■ Problem statement: Write out, word for word, every line from the one where "for i in self.marker..TOTAL_BLOCKS" occurs to the final line of the entries, and nothing beyond them.
• • •
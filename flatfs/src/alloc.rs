use crate::node::InodeTable;
use crate::{RESERVED_BLOCKS, TOTAL_BLOCKS};

const WORDS: usize = (TOTAL_BLOCKS + 63) / 64;

#[derive(Debug, PartialEq)]
pub enum State {
    Free,
    Used,
}

/// One bit per block of the image. Never persisted: it is rebuilt from the inode
/// table whenever an allocation decision is needed.
#[derive(Clone, Copy)]
pub struct Bitmap {
    bitmap: [u64; WORDS],
}

impl Bitmap {
    /// A map with only the reserved region marked used.
    pub fn new() -> Self {
        let mut bmp = Self { bitmap: [0; WORDS] };
        for blocknr in 0..RESERVED_BLOCKS {
            bmp.set_reserved(blocknr);
        }
        bmp
    }

    /// Occupancy implied by the live inodes. Block indices outside the image are
    /// skipped rather than trusted.
    pub fn from_table(table: &InodeTable) -> Self {
        let mut bmp = Self::new();
        for (_, node) in table.iter_used() {
            let block = node.block();
            if block >= 0 && (block as usize) < TOTAL_BLOCKS {
                bmp.set_reserved(block as usize);
            }
        }
        bmp
    }

    pub fn get(&self, blocknr: usize) -> State {
        assert!(blocknr < TOTAL_BLOCKS);
        let inner_offset = blocknr % 64;
        match (self.bitmap[blocknr / 64] >> inner_offset) & 0b01 {
            0 => State::Free,
            _ => State::Used,
        }
    }

    pub fn set_reserved(&mut self, blocknr: usize) {
        assert!(blocknr < TOTAL_BLOCKS);
        self.bitmap[blocknr / 64] |= 0b01_u64 << (blocknr % 64);
    }
}

/// Hands out free data blocks in increasing order. The first call on a map built
/// from the inode table yields the lowest free data block; successive calls on a
/// fresh map yield a contiguous run starting at RESERVED_BLOCKS, which is what
/// compaction relies on.
pub struct NextAvailableAllocation {
    /// Keeps track of the next starting place for looking for available blocks.
    marker: usize,
    bitmap: Bitmap,
}

impl NextAvailableAllocation {
    pub fn new(bitmap: Bitmap) -> Self {
        Self {
            marker: RESERVED_BLOCKS,
            bitmap,
        }
    }
}

impl Iterator for NextAvailableAllocation {
    type Item = usize;

    fn next(&mut self) -> Option<Self::Item> {
        for i in self.marker..TOTAL_BLOCKS {
            if let State::Free = self.bitmap.get(i) {
                self.bitmap.set_reserved(i);
                self.marker = i + 1;
                return Some(i);
            }
        }
        self.marker = TOTAL_BLOCKS;
        None
    }
}

/// Lowest free inode slot.
pub fn find_free_inode(table: &InodeTable) -> Option<usize> {
    table
        .iter()
        .find(|(_, node)| !node.is_used())
        .map(|(slot, _)| slot)
}

/// Lowest data block no live inode points at.
pub fn find_free_block(table: &InodeTable) -> Option<usize> {
    NextAvailableAllocation::new(Bitmap::from_table(table)).next()
}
• • •
■ The completed task:
        for i in self.marker..TOTAL_BLOCKS {
            if let State::Free = self.bitmap.get(i) {
                self.bitmap.set_reserved(i);
                self.marker = i + 1;
                return Some(i);
            }
        }
        self.marker = TOTAL_BLOCKS;
        None
    }
}

/// Lowest free inode slot.
pub fn find_free_inode(table: &InodeTable) -> Option<usize> {
    table
        .iter()
        .find(|(_, node)| !node.is_used())
        .map(|(slot, _)| slot)
}

/// Lowest data block no live inode points at.
pub fn find_free_block(table: &InodeTable) -> Option<usize> {
    NextAvailableAllocation::new(Bitmap::from_table(table)).next()
}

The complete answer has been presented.